* [Activity] Determine the number of lines of the records below that include "Imperial". Respond with the number and no other text.

* [Material provided]
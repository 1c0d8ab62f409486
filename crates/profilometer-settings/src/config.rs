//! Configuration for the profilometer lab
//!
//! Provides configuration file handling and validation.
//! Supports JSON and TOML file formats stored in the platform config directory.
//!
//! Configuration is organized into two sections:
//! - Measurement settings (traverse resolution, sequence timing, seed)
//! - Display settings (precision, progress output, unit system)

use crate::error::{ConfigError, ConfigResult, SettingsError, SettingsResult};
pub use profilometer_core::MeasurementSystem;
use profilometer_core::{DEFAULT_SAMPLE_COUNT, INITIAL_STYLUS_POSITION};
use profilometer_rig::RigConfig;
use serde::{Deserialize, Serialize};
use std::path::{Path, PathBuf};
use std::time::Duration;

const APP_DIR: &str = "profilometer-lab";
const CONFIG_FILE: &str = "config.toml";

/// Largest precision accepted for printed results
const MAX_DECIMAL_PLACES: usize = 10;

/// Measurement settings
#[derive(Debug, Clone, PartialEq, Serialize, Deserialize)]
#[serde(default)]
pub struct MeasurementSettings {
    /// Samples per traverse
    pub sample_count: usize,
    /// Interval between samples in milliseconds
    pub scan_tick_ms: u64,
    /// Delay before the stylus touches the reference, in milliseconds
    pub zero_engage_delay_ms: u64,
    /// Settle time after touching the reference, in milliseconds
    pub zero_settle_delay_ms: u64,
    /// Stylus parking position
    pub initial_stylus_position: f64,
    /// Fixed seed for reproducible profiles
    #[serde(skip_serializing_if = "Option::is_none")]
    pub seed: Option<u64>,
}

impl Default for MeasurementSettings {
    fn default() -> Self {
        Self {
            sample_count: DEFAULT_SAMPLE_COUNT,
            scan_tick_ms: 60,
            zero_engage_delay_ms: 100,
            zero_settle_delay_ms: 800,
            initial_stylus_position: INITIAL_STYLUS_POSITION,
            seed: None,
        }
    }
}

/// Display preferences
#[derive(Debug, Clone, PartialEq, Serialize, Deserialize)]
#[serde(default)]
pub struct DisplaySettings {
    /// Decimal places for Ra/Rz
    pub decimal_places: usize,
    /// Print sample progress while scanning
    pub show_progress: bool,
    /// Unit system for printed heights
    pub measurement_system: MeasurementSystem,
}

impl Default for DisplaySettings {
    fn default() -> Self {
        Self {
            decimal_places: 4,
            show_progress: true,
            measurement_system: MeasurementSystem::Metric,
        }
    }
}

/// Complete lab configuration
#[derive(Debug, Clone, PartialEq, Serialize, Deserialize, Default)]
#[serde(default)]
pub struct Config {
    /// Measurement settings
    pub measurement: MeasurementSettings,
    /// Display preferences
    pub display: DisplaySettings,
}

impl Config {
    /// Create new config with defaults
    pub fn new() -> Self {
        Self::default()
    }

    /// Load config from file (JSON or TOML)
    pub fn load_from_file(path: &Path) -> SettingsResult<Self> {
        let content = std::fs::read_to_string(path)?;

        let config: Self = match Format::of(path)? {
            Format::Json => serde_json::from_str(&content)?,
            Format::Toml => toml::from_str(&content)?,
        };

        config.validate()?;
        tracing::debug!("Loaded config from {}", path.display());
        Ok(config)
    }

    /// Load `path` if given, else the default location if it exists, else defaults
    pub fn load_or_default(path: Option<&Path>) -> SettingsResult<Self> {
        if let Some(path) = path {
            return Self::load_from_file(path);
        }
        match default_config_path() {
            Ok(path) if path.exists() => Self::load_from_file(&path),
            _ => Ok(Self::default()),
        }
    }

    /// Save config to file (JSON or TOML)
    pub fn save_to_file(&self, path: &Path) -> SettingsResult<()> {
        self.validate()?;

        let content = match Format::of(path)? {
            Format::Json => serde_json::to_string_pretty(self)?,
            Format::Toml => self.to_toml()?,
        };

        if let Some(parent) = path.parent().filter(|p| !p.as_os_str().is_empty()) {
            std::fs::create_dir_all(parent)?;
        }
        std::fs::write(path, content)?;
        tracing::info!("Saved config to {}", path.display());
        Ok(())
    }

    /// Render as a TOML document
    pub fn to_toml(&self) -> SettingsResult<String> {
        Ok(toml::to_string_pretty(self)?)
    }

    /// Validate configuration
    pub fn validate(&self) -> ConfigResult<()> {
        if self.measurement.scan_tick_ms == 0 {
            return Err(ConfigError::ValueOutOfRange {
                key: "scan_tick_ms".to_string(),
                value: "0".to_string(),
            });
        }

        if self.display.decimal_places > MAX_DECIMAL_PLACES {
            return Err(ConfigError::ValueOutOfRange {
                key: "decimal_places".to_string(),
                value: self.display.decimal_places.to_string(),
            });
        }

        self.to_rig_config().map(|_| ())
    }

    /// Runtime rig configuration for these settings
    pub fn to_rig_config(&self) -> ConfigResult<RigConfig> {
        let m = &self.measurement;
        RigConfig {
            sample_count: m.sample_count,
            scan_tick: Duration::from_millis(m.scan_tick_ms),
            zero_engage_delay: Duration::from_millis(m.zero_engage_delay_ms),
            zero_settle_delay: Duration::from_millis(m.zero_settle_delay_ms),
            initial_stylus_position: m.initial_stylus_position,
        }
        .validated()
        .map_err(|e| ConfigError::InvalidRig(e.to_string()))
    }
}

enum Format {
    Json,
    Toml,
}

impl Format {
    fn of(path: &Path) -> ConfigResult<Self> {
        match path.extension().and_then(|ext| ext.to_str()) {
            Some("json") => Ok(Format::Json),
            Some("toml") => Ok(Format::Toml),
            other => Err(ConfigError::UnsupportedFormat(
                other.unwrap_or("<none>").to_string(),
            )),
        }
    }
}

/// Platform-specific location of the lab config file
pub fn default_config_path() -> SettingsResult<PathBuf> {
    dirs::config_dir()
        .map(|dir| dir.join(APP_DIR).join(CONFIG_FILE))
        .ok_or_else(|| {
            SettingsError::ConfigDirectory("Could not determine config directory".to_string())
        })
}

...

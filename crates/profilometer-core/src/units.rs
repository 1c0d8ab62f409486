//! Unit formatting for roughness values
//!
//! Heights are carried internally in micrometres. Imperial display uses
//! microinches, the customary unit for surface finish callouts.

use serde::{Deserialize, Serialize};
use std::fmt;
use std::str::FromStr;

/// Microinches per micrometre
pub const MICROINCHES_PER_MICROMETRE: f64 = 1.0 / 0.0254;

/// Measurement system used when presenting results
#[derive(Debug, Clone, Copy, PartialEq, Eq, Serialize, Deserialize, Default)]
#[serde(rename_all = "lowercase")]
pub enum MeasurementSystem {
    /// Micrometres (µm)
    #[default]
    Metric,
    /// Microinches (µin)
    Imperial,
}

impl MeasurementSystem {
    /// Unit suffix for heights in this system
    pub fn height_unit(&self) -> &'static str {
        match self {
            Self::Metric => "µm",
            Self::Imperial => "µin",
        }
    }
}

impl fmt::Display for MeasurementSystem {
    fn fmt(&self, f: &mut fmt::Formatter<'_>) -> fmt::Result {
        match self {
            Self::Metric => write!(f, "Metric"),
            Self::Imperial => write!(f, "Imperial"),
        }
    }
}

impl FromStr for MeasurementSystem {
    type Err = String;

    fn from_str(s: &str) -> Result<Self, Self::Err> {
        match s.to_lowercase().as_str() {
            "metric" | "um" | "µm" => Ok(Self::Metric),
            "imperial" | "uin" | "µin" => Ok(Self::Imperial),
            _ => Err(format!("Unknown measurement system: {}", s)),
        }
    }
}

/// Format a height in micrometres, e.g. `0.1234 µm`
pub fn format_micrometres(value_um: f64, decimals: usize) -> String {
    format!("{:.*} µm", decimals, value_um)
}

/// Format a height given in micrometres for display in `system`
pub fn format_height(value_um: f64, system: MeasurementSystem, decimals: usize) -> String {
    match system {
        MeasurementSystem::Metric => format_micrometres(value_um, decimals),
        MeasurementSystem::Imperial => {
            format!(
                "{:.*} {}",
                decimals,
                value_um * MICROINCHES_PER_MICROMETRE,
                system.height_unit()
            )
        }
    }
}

* [Response below] 6